蘭華が状況を理解したところで切り出してきた。

ちなみにお目目はキラキラしていた。


「ひょっとして、あなたがレガシィさん?」


「ネットではそう名乗ってる」


「ほんとにいたんだ!レガシィさん!このダンジョン皆勤の人だよね?!うわ、勝ち確だよねこれ!ここのこと教えてくれない?」


「俺達も詳しいわけじゃない。最低限でいい?」


もう既に手馴れた説明を行う。


「あの箱でいろいろ出来るんだね、ちょっとやってみる」


「手続きが終わったら教えて欲しい」


「終わったよ。ステータスはこれ」


蘭華のステータスを見て見た。


まぁ、高くもなく低くもなく、普通といったところだった。


「レガシィさん、私ワクワクしてるよ」


「なんで?」


「レガシィさんの戦いっぷり見てみたかったんだよね」


「別に面白いものじゃないと思うけど」


「え、でも気になるよー。
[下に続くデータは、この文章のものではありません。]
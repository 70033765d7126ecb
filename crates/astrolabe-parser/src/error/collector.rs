//! Collector for accumulating diagnostics while a source is validated.
//!
//! Grammars report every problem they find and continue; the
//! [`DiagnosticCollector`] keeps them until the pass finishes.

use crate::error::Diagnostic;

/// A collector for accumulating diagnostics during validation.
#[derive(Debug, Default)]
pub struct DiagnosticCollector {
    diagnostics: Vec<Diagnostic>,
}

impl DiagnosticCollector {
    /// Create a new empty collector.
    pub fn new() -> Self {
        Self::default()
    }

    /// Emit a diagnostic to this collector.
    pub fn emit(&mut self, diagnostic: Diagnostic) {
        self.diagnostics.push(diagnostic);
    }

    /// Finish collection, returning diagnostics in source order.
    ///
    /// The sort is stable: diagnostics at the same position keep the order in
    /// which they were emitted.
    pub fn finish(mut self) -> Vec<Diagnostic> {
        self.diagnostics
            .sort_by_key(|diagnostic| (diagnostic.line(), diagnostic.column()));
        self.diagnostics
    }
}

#[cfg(test)]
mod tests {
    use super::*;
    use crate::{error::ErrorCode, span::Span};

    fn at(code: ErrorCode, line: usize, column: usize) -> Diagnostic {
        Diagnostic::new(code, code.description()).with_location(line, column, Span::default())
    }

    #[test]
    fn test_new_collector_finishes_empty() {
        let collector = DiagnosticCollector::new();
        assert!(collector.finish().is_empty());
    }

    #[test]
    fn test_collector_sorts_by_position() {
        let mut collector = DiagnosticCollector::new();

        collector.emit(at(ErrorCode::MissingSubgraphEnd, 2, 1));
        collector.emit(at(ErrorCode::IncompleteArrow, 1, 9));
        collector.emit(at(ErrorCode::MissingArrow, 1, 3));

        let codes: Vec<_> = collector.finish().iter().map(Diagnostic::code).collect();
        assert_eq!(
            codes,
            vec![
                ErrorCode::MissingArrow,
                ErrorCode::IncompleteArrow,
                ErrorCode::MissingSubgraphEnd
            ]
        );
    }

    #[test]
    fn test_collector_keeps_emission_order_on_ties() {
        let mut collector = DiagnosticCollector::new();

        collector.emit(at(ErrorCode::ParseError, 1, 1));
        collector.emit(at(ErrorCode::InlineCommentNotSupported, 1, 1));

        let diagnostics = collector.finish();
        assert_eq!(diagnostics[0].code(), ErrorCode::ParseError);
        assert_eq!(diagnostics[1].code(), ErrorCode::InlineCommentNotSupported);
    }
}
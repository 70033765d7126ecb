//! Command-line argument definitions for the Astrolabe CLI.
//!
//! This module defines the [`Args`] structure parsed from the command line
//! using [`clap`]. Arguments select the inputs, the output format, the
//! configuration file and logging verbosity.

use clap::{Parser, ValueEnum};

/// Command-line arguments for the Astrolabe diagram validator
#[derive(Parser, Debug)]
#[command(author, version, about, long_about = None)]
pub struct Args {
    /// Diagram files to validate; `-` reads standard input
    #[arg(required = true, help = "Paths to the input files, or - for stdin")]
    pub inputs: Vec<String>,

    /// How to print the results
    #[arg(short, long, value_enum, default_value_t = OutputFormat::Text)]
    pub format: OutputFormat,

    /// Path to configuration file (TOML)
    #[arg(short, long)]
    pub config: Option<String>,

    /// Renderer version the diagrams must be compatible with
    #[arg(long)]
    pub target_version: Option<String>,

    /// Log level (off, error, warn, info, debug, trace)
    #[arg(long, default_value = "warn")]
    pub log_level: String,
}

/// Output format of the validation results.
#[derive(Debug, Clone, Copy, PartialEq, Eq, ValueEnum)]
pub enum OutputFormat {
    /// Rendered diagnostics with source snippets
    Text,
    /// One JSON document per input
    Json,
}

#[cfg(test)]
mod tests {
    use super::*;

    #[test]
    fn test_defaults() {
        let args = Args::try_parse_from(["astrolabe", "diagram.mmd"]).unwrap();
        assert_eq!(args.inputs, vec!["diagram.mmd"]);
        assert_eq!(args.format, OutputFormat::Text);
        assert_eq!(args.log_level, "warn");
        assert!(args.config.is_none());
        assert!(args.target_version.is_none());
    }

    #[test]
    fn test_all_options() {
        let args = Args::try_parse_from([
            "astrolabe",
            "--format",
            "json",
            "--config",
            "astrolabe.toml",
            "--target-version",
            "11.4.1",
            "a.mmd",
            "-",
        ])
        .unwrap();
        assert_eq!(args.inputs, vec!["a.mmd", "-"]);
        assert_eq!(args.format, OutputFormat::Json);
        assert_eq!(args.config.as_deref(), Some("astrolabe.toml"));
        assert_eq!(args.target_version.as_deref(), Some("11.4.1"));
    }

    #[test]
    fn test_input_is_required() {
        assert!(Args::try_parse_from(["astrolabe"]).is_err());
    }
}
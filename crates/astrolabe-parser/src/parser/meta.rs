//! Meta statements: styling, interaction, notes, titles and directions.
//!
//! Every grammar routes a statement-initial meta keyword here. The statement
//! is checked against the legality table for the enclosing diagram type; an
//! illegal statement is reported once and its line skipped.

use astrolabe_core::{ast::Direction, kind::DiagramKind};

use super::{Parser, describe, diagnostic_at};
use crate::{
    error::ErrorCode,
    tokens::{Token, TokenKind},
    validate::{self, MetaStatement},
};

impl<'src> Parser<'src> {
    /// The meta statement starting at the cursor, if any.
    pub(super) fn peek_meta_statement(&self) -> Option<MetaStatement> {
        let token = self.peek();
        if !token.is(TokenKind::Identifier) || !self.at_statement_start() {
            return None;
        }
        MetaStatement::from_keyword(token.text)
    }

    /// Parse a meta statement in a diagram of type `kind`, consuming its line.
    pub(super) fn meta_statement(&mut self, kind: DiagramKind, statement: MetaStatement) {
        let keyword = self.bump();

        if !validate::is_legal(kind, statement) {
            self.illegal_meta_statement(kind, statement, &keyword);
            self.skip_line(keyword.line);
            return;
        }

        match statement {
            MetaStatement::ClassDef => self.class_def(&keyword),
            MetaStatement::LinkStyle => self.link_style(&keyword),
            MetaStatement::Direction => self.direction_statement(&keyword),
            MetaStatement::Class
            | MetaStatement::Style
            | MetaStatement::Click
            | MetaStatement::Note
            | MetaStatement::Title => {}
        }
        self.skip_line(keyword.line);
    }

    fn illegal_meta_statement(
        &mut self,
        kind: DiagramKind,
        statement: MetaStatement,
        keyword: &Token<'src>,
    ) {
        let diagnostic = match statement {
            MetaStatement::Title => diagnostic_at(
                keyword,
                ErrorCode::UnsupportedTitleDirective,
                format!("`title` is not supported in {kind} diagrams"),
            )
            .with_suggestion("remove the title or put it in the diagram's front matter"),
            MetaStatement::Note if !self.note_has_placement(keyword.line) => diagnostic_at(
                keyword,
                ErrorCode::InvalidNoteSyntax,
                "a note must be placed `left of`, `right of` or `over` a participant",
            )
            .with_suggestion("write the note as `note right of A: text`"),
            _ => diagnostic_at(
                keyword,
                ErrorCode::UnsupportedStylingDirective,
                format!("`{}` is not supported in {kind} diagrams", statement.keyword()),
            )
            .with_suggestion(format!("remove the `{}` statement", statement.keyword())),
        };
        self.emit(diagnostic);
    }

    /// Does the note on `line` start with a placement?
    fn note_has_placement(&self, line: usize) -> bool {
        let first = self.peek();
        let second = self.peek_nth(1);
        if !self.on_line(line) {
            return false;
        }
        match first.text {
            "over" => true,
            "left" | "right" => second.line == line && second.text == "of",
            _ => false,
        }
    }

    /// `classDef name key:value,key:value`
    fn class_def(&mut self, keyword: &Token<'src>) {
        if !self.on_line(keyword.line) {
            self.emit(
                diagnostic_at(keyword, ErrorCode::ParseError, "expected a class name after `classDef`")
                    .with_suggestion("write `classDef name fill:#f9f`"),
            );
            return;
        }

        let rest = self.rest_of_line(keyword.line);
        if let Some(equals) = rest.iter().find(|token| token.is(TokenKind::Equals)) {
            self.emit(
                diagnostic_at(
                    equals,
                    ErrorCode::UnsupportedClassdefEqualsSyntax,
                    "`classDef` properties use `key:value`, not `key=value`",
                )
                .with_suggestion("replace `=` with `:`, e.g. `fill:#f9f`"),
            );
        }
    }

    /// `linkStyle 0,2 stroke:#f00` or `linkStyle default ...`
    ///
    /// Each index must refer to a link defined earlier in the diagram.
    fn link_style(&mut self, keyword: &Token<'src>) {
        let first = self.peek();
        if self.on_line(keyword.line) && first.text == "default" {
            return;
        }
        if !self.on_line(keyword.line) || !first.is(TokenKind::Number) {
            self.emit(
                diagnostic_at(
                    keyword,
                    ErrorCode::InvalidLinkstyleIndex,
                    format!("expected a link index after `linkStyle`, found {}", describe(&first)),
                )
                .with_suggestion("write `linkStyle 0 stroke:#f00` or `linkStyle default ...`"),
            );
            return;
        }

        while self.on_line(keyword.line) {
            let token = self.peek();
            match token.kind {
                TokenKind::Number => {
                    self.bump();
                    self.check_link_index(&token);
                }
                TokenKind::Comma => {
                    self.bump();
                }
                _ => break,
            }
        }
    }

    fn check_link_index(&mut self, token: &Token<'src>) {
        let Ok(index) = token.text.parse::<usize>() else {
            self.emit(
                diagnostic_at(
                    token,
                    ErrorCode::InvalidLinkstyleIndex,
                    format!("`{}` is not a valid link index", token.text),
                )
                .with_suggestion("link indices are whole numbers starting at 0"),
            );
            return;
        };

        if index < self.link_count {
            return;
        }

        let suggestion = match self.link_count {
            0 => "define links before styling them".to_string(),
            count => format!("use an index between 0 and {}", count - 1),
        };
        self.emit(
            diagnostic_at(
                token,
                ErrorCode::InvalidLinkstyleIndex,
                format!(
                    "linkStyle index {index} is out of range: {} link(s) defined so far",
                    self.link_count
                ),
            )
            .with_suggestion(suggestion),
        );
    }

    /// `direction LR` inside a flowchart or subgraph
    fn direction_statement(&mut self, keyword: &Token<'src>) {
        let token = self.peek();
        let valid = self.on_line(keyword.line) && Direction::from_keyword(token.text).is_some();
        if valid {
            self.bump();
            return;
        }

        let (at, message) = if self.on_line(keyword.line) {
            (token, format!("invalid direction `{}`", token.text))
        } else {
            (*keyword, "expected a direction after `direction`".to_string())
        };
        self.emit(
            diagnostic_at(&at, ErrorCode::InvalidDirection, message)
                .with_suggestion("use one of TD, TB, BT, RL or LR"),
        );
    }
}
これから先レガシィさんは伝説になる予感がしてるし、初期のファンになれるなんて私ちょーうれしいかも!」


蘭華は俺の事をまとめサイトで知ったらしいが、かなり熱狂的だな。


「あ、あのさ。君のことなんて呼べばいいのか分かんないけど」


「うん!蘭華でいいよ」


「あーじゃあ蘭華ちゃんで」


「あはぁ……//////あの伝説のレガシィさんに名前呼ばれちゃったよォ……//////」


ひとりでもぞもぞしているけど、話を進めよう。


「モンスター討伐を進めたいんだよね」


「え?」


「倒さないとここから帰れないし話が進まないからさ。」


「そうだったね。でここにいるとたしか、死んじゃうんだっけ?」


「たぶんね。俺も実際に確認した訳じゃないけど。ろくな事にはならない」


「うん、大丈夫。レガシィさんがいるならモンスターくらいいけるよ」


「分かった。じゃあ、心の準備ができたら教えて、扉を開けるからさ。開けるともうここには戻れない。しっかり準備をして欲しい」


「そういうことならちょっと最後に確認するね」


そう言って靴紐のチェックとかを始めた蘭華。

俺は俺で例の箱に手を伸ばすことにした。

証明書を読み取らせると俺専用のアイテムボックスが開いたが


(武器とかはやはりなしか)


相変わらず中身はすっからかんである。


(武器は一生変えられないとか、そういう縛りでもあるのだろうか?)


だとしたら、困るんだけどなぁ。この武器絶対弱いだろうし。戦いもきつくなるだろう。


まぁ、無いものをねだっても仕方ない。

今は進めるところまで進んでみよう。


「終わったよレガシィさん。早く私に伝説を見せて!ファンとして最前列でこの眼にあなたを焼き付けるから!」


(それにしても変なファンが出来てしまったな)


でも、アイドルか。

この子が巻き込まれたのであればダンジョンの話は爆速的に世間に広まるかもしれないな。そして世間の流れが変わる。


この後に毛利がどんな顔をするのか今から楽しみだ。